The really cool thing about having kids (and I'm serious; this is the only time of year you're going to catch me saying shit like this) is that you get to rediscover everything in life all over again. I know what's it's like to be an adult, and it ain't that fun. But everything he's experiencing right now is off the wall awesome. Every time he finds a pine cone on the ground when we're out for a walk and acts like he just found the fucking Holy Grail, it's awesome, and I can't help but get caught up in his excitement too. Whenever he sees a fire truck roll by and he gets so happy I literally think he's going to lose his water in his pants, it's amazing. So when I hear him get super excited when he sees a picture of Santa in a bedtime story we're reading, and I see his beautiful little face light up I think, "You hold on to that buddy; don't ever stop believing because the world needs more of that joy."

It's funny that it's taken almost 40 years to learn that Santa is more than just the story of some fat dude in a suit who somehow squeezes his rotund self down each and every chimney, for every boy and girl, to bring them presents on Christmas Eve (not to mention somehow fitting in all the apartments and houses without fireplaces). Santa is a tradition; a symbol of all that is awesome about the holiday season. So what if someone tells you Santa isn't real? I say keep on keeping on with believing. Would this world really be such a worse-off place if millions of people held on to the belief that probably the nicest person they have ever heard of exists, as opposed to being resigned to knowing their exhausted and cranky parents were the ones behind all the Christmas magic? I know one person is who definitely trying to keep that magic alive.
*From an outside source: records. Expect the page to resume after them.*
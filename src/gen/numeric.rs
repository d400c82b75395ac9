//! Numeric generators
//!
//! Integer sampling goes through `rand`'s uniform range sampler, which works
//! in the unsigned domain and therefore never overflows, even for ranges
//! spanning the whole type such as `i64::MIN..i64::MAX`.

use std::fmt::Debug;
use std::marker::PhantomData;

use rand::distributions::uniform::SampleUniform;
use rand::Rng;

use super::{Gen, Sequence};
use crate::rng::GenRng;

/// Integer types usable with [`choose`] and [`integers`]
pub trait Integral: Copy + PartialOrd + Debug + SampleUniform + Send + Sync + 'static {
    const MIN: Self;
    const MAX: Self;
    const ZERO: Self;

    /// `self - 1`; only called on values greater than `MIN`.
    fn predecessor(self) -> Self;
}

macro_rules! integral {
    ($($t:ty),*) => {
        $(
            impl Integral for $t {
                const MIN: Self = <$t>::MIN;
                const MAX: Self = <$t>::MAX;
                const ZERO: Self = 0;

                fn predecessor(self) -> Self {
                    self - 1
                }
            }
        )*
    };
}

integral!(i8, i16, i32, i64, i128, isize, u8, u16, u32, u64, u128, usize);

/// Uniform integers in `[min, max)`
#[derive(Debug, Clone, Copy)]
pub struct Choose<T> {
    min: T,
    max: T,
}

/// Uniform integers in `[min, max)`.
///
/// # Panics
///
/// Panics if `min >= max`, as the range would be empty.
pub fn choose<T: Integral>(min: T, max: T) -> Choose<T> {
    assert!(min < max, "choose requires min < max, got {:?}..{:?}", min, max);
    Choose { min, max }
}

impl<T: Integral> Choose<T> {
    pub fn min(&self) -> T {
        self.min
    }

    pub fn max(&self) -> T {
        self.max
    }
}

impl<T: Integral> Gen for Choose<T> {
    type Value = T;

    fn constants(&self) -> Vec<T> {
        let last = self.max.predecessor();
        if last == self.min {
            vec![self.min]
        } else {
            vec![self.min, last]
        }
    }

    fn random_with(&self, mut rng: GenRng) -> Sequence<'_, T> {
        let (min, max) = (self.min, self.max);
        Box::new(std::iter::repeat_with(move || rng.gen_range(min..max)))
    }
}

/// Integers over the full range of `T`
#[derive(Debug, Clone, Copy, Default)]
pub struct Integers<T> {
    _type: PhantomData<fn() -> T>,
}

pub fn integers<T: Integral>() -> Integers<T> {
    Integers { _type: PhantomData }
}

pub fn bytes() -> Integers<i8> {
    integers()
}

pub fn shorts() -> Integers<i16> {
    integers()
}

pub fn ints() -> Integers<i32> {
    integers()
}

pub fn longs() -> Integers<i64> {
    integers()
}

impl<T: Integral> Gen for Integers<T> {
    type Value = T;

    fn constants(&self) -> Vec<T> {
        if T::MIN == T::ZERO {
            vec![T::ZERO, T::MAX]
        } else {
            vec![T::ZERO, T::MIN, T::MAX]
        }
    }

    fn random_with(&self, mut rng: GenRng) -> Sequence<'_, T> {
        Box::new(std::iter::repeat_with(move || rng.gen_range(T::MIN..=T::MAX)))
    }
}

#[derive(Debug, Clone, Copy, Default)]
pub struct Bools;

pub fn bools() -> Bools {
    Bools
}

impl Gen for Bools {
    type Value = bool;

    fn constants(&self) -> Vec<bool> {
        vec![true, false]
    }

    fn random_with(&self, mut rng: GenRng) -> Sequence<'_, bool> {
        Box::new(std::iter::repeat_with(move || rng.gen::<bool>()))
    }
}

/// Floating point types usable with [`Floats`]
pub trait FloatBounds: Copy + Debug + Send + Sync + 'static {
    fn edge_cases() -> Vec<Self>;
    fn sample(rng: &mut GenRng) -> Self;
}

macro_rules! float_bounds {
    ($($t:ident),*) => {
        $(
            impl FloatBounds for $t {
                fn edge_cases() -> Vec<Self> {
                    vec![
                        0.0,
                        $t::MIN_POSITIVE,
                        $t::MAX,
                        $t::MIN,
                        $t::INFINITY,
                        $t::NEG_INFINITY,
                        $t::NAN,
                    ]
                }

                // Half the draws come from the unit interval, half from a
                // wide symmetric range.
                fn sample(rng: &mut GenRng) -> Self {
                    if rng.gen::<bool>() {
                        rng.gen::<$t>()
                    } else {
                        rng.gen_range(-1.0e6..1.0e6)
                    }
                }
            }
        )*
    };
}

float_bounds!(f32, f64);

#[derive(Debug, Clone, Copy, Default)]
pub struct Floats<T> {
    _type: PhantomData<fn() -> T>,
}

pub fn floats() -> Floats<f32> {
    Floats { _type: PhantomData }
}

pub fn doubles() -> Floats<f64> {
    Floats { _type: PhantomData }
}

impl<T: FloatBounds> Gen for Floats<T> {
    type Value = T;

    fn constants(&self) -> Vec<T> {
        T::edge_cases()
    }

    fn random_with(&self, mut rng: GenRng) -> Sequence<'_, T> {
        Box::new(std::iter::repeat_with(move || T::sample(&mut rng)))
    }
}
use rand::Rng;

use super::{Gen, Sequence};
use crate::rng::GenRng;

/// Longest string produced by [`strings`] unless configured otherwise
pub const MAX_STRING_LEN: usize = 100;

// Printable ASCII without the space: '!' through '~'.
const PRINTABLE_START: u8 = 33;
const PRINTABLE_END: u8 = 127;

/// Random printable strings of random length
#[derive(Debug, Clone, Copy)]
pub struct Strings {
    max_len: usize,
}

pub fn strings() -> Strings {
    Strings {
        max_len: MAX_STRING_LEN,
    }
}

impl Strings {
    pub fn with_max_len(mut self, max_len: usize) -> Self {
        self.max_len = max_len;
        self
    }
}

impl Gen for Strings {
    type Value = String;

    /// The empty string and the two ends of the printable range.
    fn constants(&self) -> Vec<String> {
        let mut constants = vec![String::new()];
        if self.max_len > 0 {
            constants.push(char::from(PRINTABLE_START).to_string());
            constants.push(char::from(PRINTABLE_END - 1).to_string());
        }
        constants
    }

    fn random_with(&self, mut rng: GenRng) -> Sequence<'_, String> {
        let max_len = self.max_len;
        Box::new(std::iter::repeat_with(move || {
            let len = rng.gen_range(0..=max_len);
            printable_string(&mut rng, len)
        }))
    }
}

/// A string of exactly `len` printable ASCII characters (code points 33..127).
pub fn printable_string<R: Rng + ?Sized>(rng: &mut R, len: usize) -> String {
    (0..len)
        .map(|_| char::from(rng.gen_range(PRINTABLE_START..PRINTABLE_END)))
        .collect()
}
Cara Day, the founder of Daychild (daychild.org), is that person. Daychild is an educational online resource to assist parents in offering the very best options with trying to connect with their children in positive ways, especially for the busy parent (i.e. pretty much all of us these days). Mrs. Day is an educational therapist, life coach, and mother of 4, not to mention a fellow San Diego, CA native.
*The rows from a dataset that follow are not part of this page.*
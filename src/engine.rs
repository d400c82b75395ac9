//! TestCaseRunner - repeated, concurrent execution of one test case
//!
//! A run dispatches `invocations` copies of the test body onto a pool of
//! `threads` workers, waits for the whole batch up to `timeout`, and reduces
//! what happened to a single [`TestResult`]:
//!
//! - inactive test case: `Ignored`, nothing runs
//! - deadline passed before every invocation finished: `Error` with a timeout
//!   cause, whatever the finished invocations reported
//! - no recorded errors: `Success`
//! - otherwise the error of the lowest-numbered failing invocation decides:
//!   assertion kinds give `Failure`, anything else `Error`
//!
//! Invocations still running when the deadline passes are not interrupted.
//! They finish on detached workers; invocations still queued are skipped.

use std::panic::{catch_unwind, AssertUnwindSafe};
use std::sync::atomic::{AtomicUsize, Ordering};
use std::sync::Arc;
use std::time::Instant;

use log::{debug, info, warn};

use crate::context::{ExecutionContext, Invocation, Metadata, RecordedError};
use crate::pool::WorkerPool;
use crate::result::{TestError, TestResult};
use crate::test_case::{TestBody, TestCase};

const WORKER_NAME: &str = "gencheck-worker";

/// Runs test cases and classifies their outcome
#[derive(Debug, Clone, Default)]
pub struct TestCaseRunner {
    _private: (),
}

impl TestCaseRunner {
    pub fn new() -> Self {
        Self::default()
    }

    pub fn run_test(&self, test_case: &TestCase) -> TestResult {
        if !test_case.is_active() {
            info!("Test '{}' is inactive, ignoring", test_case.name());
            return TestResult::ignored();
        }

        let config = *test_case.config();
        let context = Arc::new(ExecutionContext::new(test_case.name()));
        if !test_case.tags().is_empty() {
            let tags: Vec<&str> = test_case.tags().iter().map(String::as_str).collect();
            context.put_metadata("tags", tags.join(","));
        }
        context.put_metadata("threads", config.threads().to_string());
        context.put_metadata("invocations", config.invocations().to_string());

        debug!(
            "Running '{}': {} invocations on {} threads, timeout {:?}",
            test_case.name(),
            config.invocations(),
            config.effective_threads(),
            config.timeout()
        );

        let start = Instant::now();
        let completed = Arc::new(AtomicUsize::new(0));
        let record_timing = |context: &ExecutionContext| {
            context.put_metadata(
                "completed_invocations",
                completed.load(Ordering::SeqCst).to_string(),
            );
            context.put_metadata("elapsed_ms", start.elapsed().as_millis().to_string());
        };

        let mut pool = match WorkerPool::new(config.effective_threads(), WORKER_NAME) {
            Ok(pool) => pool,
            Err(e) => {
                warn!("Could not start workers for '{}': {}", test_case.name(), e);
                record_timing(&context);
                return TestResult::from_error(TestError::other(e), context.metadata());
            }
        };

        for index in 0..config.invocations() {
            let body = test_case.body();
            let shared = context.clone();
            let counter = completed.clone();
            let submitted = pool.execute(move || {
                run_invocation(&body, &shared, index);
                counter.fetch_add(1, Ordering::SeqCst);
            });
            if let Err(e) = submitted {
                // Dropping the pool on return cancels whatever was queued.
                warn!("Could not submit invocation {} of '{}': {}", index, test_case.name(), e);
                pool.cancel();
                record_timing(&context);
                return TestResult::from_error(TestError::other(e), context.metadata());
            }
        }
        pool.shutdown();

        let terminated = pool.await_termination(config.timeout());
        record_timing(&context);

        if !terminated {
            pool.cancel();
            warn!(
                "Test '{}' timed out after {:?} with {}/{} invocations completed",
                test_case.name(),
                config.timeout(),
                completed.load(Ordering::SeqCst),
                config.invocations()
            );
            return TestResult::timed_out(config.timeout(), context.metadata());
        }

        let result = classify(context.errors(), context.metadata());
        info!("Test '{}' finished: {}", test_case.name(), result.summary());
        result
    }
}

/// Run a test case with a default runner.
pub fn run_test(test_case: &TestCase) -> TestResult {
    TestCaseRunner::new().run_test(test_case)
}

fn run_invocation(body: &TestBody, context: &ExecutionContext, index: usize) {
    let invocation = Invocation::new(context, index);
    let outcome = match catch_unwind(AssertUnwindSafe(|| body(&invocation))) {
        Ok(Ok(())) => invocation.wait_for_completion().unwrap_or(Ok(())),
        Ok(Err(error)) => Err(error),
        Err(payload) => Err(TestError::from_panic(payload)),
    };
    if let Err(error) = outcome {
        context.record_error(index, error);
    }
}

fn classify(errors: Vec<RecordedError>, metadata: Metadata) -> TestResult {
    let total = errors.len();
    match errors.into_iter().min_by_key(|recorded| recorded.invocation) {
        None => TestResult::success(metadata),
        Some(first) => {
            if total > 1 {
                warn!(
                    "Reporting error from invocation {}; {} other errors suppressed",
                    first.invocation,
                    total - 1
                );
            }
            TestResult::from_error(first.error, metadata)
        }
    }
}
Cara reached out to me last week and presented me with her latest video on how to keep kids believing in Santa Claus for as long as possible, and I think it's a pretty cool idea.

So, I say why not keep the idea of Santa alive for as long as possible? After watching Mrs. Day's video, along with seeing my son's excitement over the past two weeks, I really feel like I'm rediscovering the excitement for Santa all over again, and I can't wait to cultivate that excitement in my son.